La sonda spaziale Pioneer 10, è stata lanciata in orbita dagli USA nel 1972. Dal 1983 è stato il primo oggetto costruito dall'uomo a oltrepassare i confini del sistema solare. Nonostante abbia smesso di lavorare nel 1997 (nel mondo delle sonde, evidentemente, si va in pensione a 25 anni), Pioneer 10 ha continuato a trasmettere dati fino al 2003. Oggi si trova a circa 13 miliardi di km da noi. E', sostanzialmente, l'oggetto creato dall'uomo:
- più distante in assoluto dalla terra;
- unico a sopravvivere all'uomo stesso;
- che vagherà in eterno nello spazio infinito, fino a quando qualcuno non se ne impossesserà e lo ridurrà a brandelli perchè deve sfogarsi.
Pioneer 10, in questo momento preciso, è in viaggio. Sta andando verso la stella Aldebaran, pare. E poi proseguirà oltre, e oltre. Per andare dove non si sa.
Non so a voi, ma a me l'idea di qualcosa di eterno e costante (la sonda si muove a velocità di crociera) mette i brividi. Non ci dormo la notte.

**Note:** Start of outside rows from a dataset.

use std::path::PathBuf;
use std::process;

use anyhow::Result;
use clap::Parser;

use bumper::cli::{run_bump_workflow, BumpWorkflowArgs};
use bumper::{config, ui, BumpError};

#[derive(clap::Parser)]
#[command(
    name = "bumper",
    version,
    about = "Bump versions using git flow and publish GitLab / GitHub releases"
)]
struct Args {
    #[arg(
        short = 't',
        long = "type",
        value_name = "TYPE",
        help = "Type of version bump (major, minor, patch); prompts when omitted"
    )]
    bump_type: Option<String>,

    #[arg(short, long, help = "Run without confirmation")]
    force: bool,

    #[arg(short, long, help = "Custom configuration file path")]
    config: Option<PathBuf>,

    #[arg(short, long, help = "Show debug output")]
    verbose: bool,

    #[arg(
        short = 'C',
        long,
        value_name = "DIR",
        default_value = ".",
        help = "Project directory"
    )]
    directory: PathBuf,
}

fn init_logging(verbose: bool) {
    let default_level = if verbose { "debug" } else { "info" };

    env_logger::Builder::from_env(env_logger::Env::default().default_filter_or(default_level))
        .format_timestamp(None)
        .format_target(false)
        .init();
}

fn main() {
    let args = Args::parse();
    init_logging(args.verbose);

    let exit_code = match run(args) {
        Ok(()) => 0,
        Err(e) => {
            ui::display_error(&format!("Failed to bump version: {}", e));
            1
        }
    };

    process::exit(exit_code);
}

fn run(args: Args) -> Result<()> {
    let config = config::load_config(args.config.as_deref())?;

    let workflow_args = BumpWorkflowArgs {
        bump_type: args.bump_type,
        force: args.force,
        project_dir: args.directory,
    };

    match run_bump_workflow(workflow_args, config) {
        Ok(result) => {
            ui::display_success(&format!(
                "Released {} ({} bump from {})",
                result.new_tag, result.bump, result.previous_tag
            ));
            ui::display_success(&format!(
                "{} release: {}",
                result.publisher, result.release_url
            ));
            Ok(())
        }
        Err(e) if !e.is_failure() => {
            ui::display_status(&e.to_string());
            Ok(())
        }
        Err(e) => {
            if let BumpError::PartiallyCompleted { stage, .. } = &e {
                ui::display_recovery_hint(stage);
            }
            Err(e.into())
        }
    }
}
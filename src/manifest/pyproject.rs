use crate::domain::Version;
use crate::error::{BumpError, Result};
use regex::Regex;
use std::fs;
use std::path::Path;
use std::sync::OnceLock;

fn table_header_re() -> &'static Regex {
    static RE: OnceLock<Regex> = OnceLock::new();
    RE.get_or_init(|| {
        Regex::new(r"^\s*\[\[?\s*([^\[\]]+?)\s*\]\]?\s*(?:#.*)?$").expect("valid table header regex")
    })
}

fn version_line_re() -> &'static Regex {
    static RE: OnceLock<Regex> = OnceLock::new();
    RE.get_or_init(|| {
        Regex::new(r#"^(?P<lead>\s*version\s*=\s*)(?P<quote>["'])[^"']*["'](?P<rest>.*)$"#)
            .expect("valid version line regex")
    })
}

/// Table a pyproject.toml takes its version from
#[derive(Debug, Clone, Copy, PartialEq, Eq)]
pub enum VersionTable {
    /// PEP 621 `[project]`
    Project,
    /// Poetry `[tool.poetry]`
    Poetry,
}

impl VersionTable {
    pub fn header(&self) -> &'static str {
        match self {
            VersionTable::Project => "project",
            VersionTable::Poetry => "tool.poetry",
        }
    }
}

/// Locate the version, preferring `[project]` over `[tool.poetry]`
pub fn locate_version(content: &str) -> Result<(VersionTable, String)> {
    let document: toml::Table = toml::from_str(content)
        .map_err(|e| BumpError::parse(format!("error parsing pyproject.toml: {}", e)))?;

    let project = document
        .get("project")
        .and_then(|project| project.get("version"))
        .and_then(toml::Value::as_str)
        .map(|version| (VersionTable::Project, version));

    let poetry = || {
        document
            .get("tool")
            .and_then(|tool| tool.get("poetry"))
            .and_then(|poetry| poetry.get("version"))
            .and_then(toml::Value::as_str)
            .map(|version| (VersionTable::Poetry, version))
    };

    project
        .or_else(poetry)
        .map(|(table, version)| (table, version.to_string()))
        .ok_or_else(|| BumpError::parse("unable to find version in pyproject.toml"))
}

pub fn read_version(path: &Path) -> Result<String> {
    let content = fs::read_to_string(path)?;
    let (_, version) = locate_version(&content)?;

    Version::parse(&version)?;
    Ok(version)
}

/// Replace the `version = "..."` line inside the table that owns the version.
///
/// Quote style, trailing comments and line endings are kept as they were.
pub fn rewrite_version(content: &str, new_version: &str) -> Result<String> {
    let (table, _) = locate_version(content)?;

    let mut updated = String::with_capacity(content.len() + new_version.len());
    let mut current_table = String::new();
    let mut replaced = false;

    for line in content.split_inclusive('\n') {
        if replaced {
            updated.push_str(line);
            continue;
        }

        let body = line.trim_end_matches(['\r', '\n']);
        let ending = &line[body.len()..];

        if let Some(caps) = table_header_re().captures(body) {
            current_table = caps[1].to_string();
        } else if current_table == table.header() {
            if let Some(caps) = version_line_re().captures(body) {
                updated.push_str(&caps["lead"]);
                updated.push_str(&caps["quote"]);
                updated.push_str(new_version);
                updated.push_str(&caps["quote"]);
                updated.push_str(&caps["rest"]);
                updated.push_str(ending);
                replaced = true;
                continue;
            }
        }

        updated.push_str(line);
    }

    if !replaced {
        return Err(BumpError::parse(format!(
            "no version line found in [{}] of pyproject.toml",
            table.header()
        )));
    }

    Ok(updated)
}
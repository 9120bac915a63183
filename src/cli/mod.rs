//! Command-line workflow layer between `main` and the library
pub mod orchestration;

pub use orchestration::{run_bump_workflow, BumpWorkflowArgs, Bumper, Stage, WorkflowResult};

Allora vi parlerò di Matteo, il mio giornalaio.
Ad onor del vero, non essendo abitudinario, non ho mai avuto un edicolante di fiducia nè un macellaio del cuore che mi tiene da parte i pezzi migliori. Ma da Matteo ci andavo spesso. Col suo imbarazzante pizzetto brizzolato poggiato su di un viso sbilenco, spuntava fuori da quella cornice di calendari osè e raccolte di macinini e trattori del terzo reich, sorridente e giulivo. Matteo era gentile ed affabile. Troppo, per essere uno che deve cercare di appiopparti, insieme all'economico quotidiano, almeno 2 riviste di gossip, nippo-figurine plastificate per il bambino e, perchè no, il dvd “Orgia on my mind” in confezione de luxe. Per farlo felice, talvolta, mi concedevo una Settimana Enigmistica in più. E Matteo sorrideva.
Mi aveva confidato che prima guidava i pullman. Metteva il berretto d'ordinanza e dalla mattina presto caricava gente di tutte le età. Era uno di quelli che avrebbe volentieri sostituito la scritta “Non si parla al conducente” con un più democratico “Dite, dite”. Poi aveva smesso, ma non sapevo il perchè. Gli autisti sono malinconici. Si salutano solo tra di loro, quando si incrociano. Lui non lo era. Forse per questo aveva smesso. Troppo allegro per i rigidi canoni della categoria.
Matteo non aveva accenti. Parlava un italiano d'altri tempi. Diceva “ne ho ben donde” e “motoretta”. Aveva acquistato casa a due passi dall'edicola, e poco dopo l'alba scendeva, disimballava i pacchi di giornali freschi di piombo, accendeva una Futura, dava un'occhiata fugace al Corriere dello Sport, poi al lavoro.
Un giorno, qualcuno citofonò a casa di Matteo. Rispose la figlia. Le dissero che all'edicola non c'era nessuno. La figlia scese di corsa. Il gabbiotto era vuoto. Allora corse al bar, per vedere se per caso un'impellenza fisiologica avesse costretto il padre, improvvisamente. Niente. Erano le sette di mattina. Non sono molti i passanti, a quell'ora. Il cellulare era rimasto nell'edicola. Anche gli occhiali da vista. Non poteva essere andato lontano.
La figlia avvisò la mamma. Furono chiamate le forze dell'ordine. Allertato il Pronto Soccorso. Avvisate farmacie, bar, parrocchie.
Di Matteo nessuna traccia. La Polizia Municipale mise in giro tre pattuglie, tolte al sonnacchioso scribacchiare multe di una piccola città di provincia.
Qualcuno corse al fiume. Altri visitarono la cava abbandonata. A metà pomeriggio squillò il telefono del comandante dei vigili. Un uomo di mezza età era stato avvistato, due paesini più in là, in una strada di campagna. Camminava dritto. Senza meta. E senza scarpe. A chi gli chiedeva dove stesse andando, rispondeva “Verso casa”, ma senza girare il viso. Continuava a camminare, a testa alta. Aveva fatto più di venti chilometri, coi piedi sanguinanti. E ne avrebbe fatti altrettanti, se non lo avessero fermato. Per andare dove non si sa.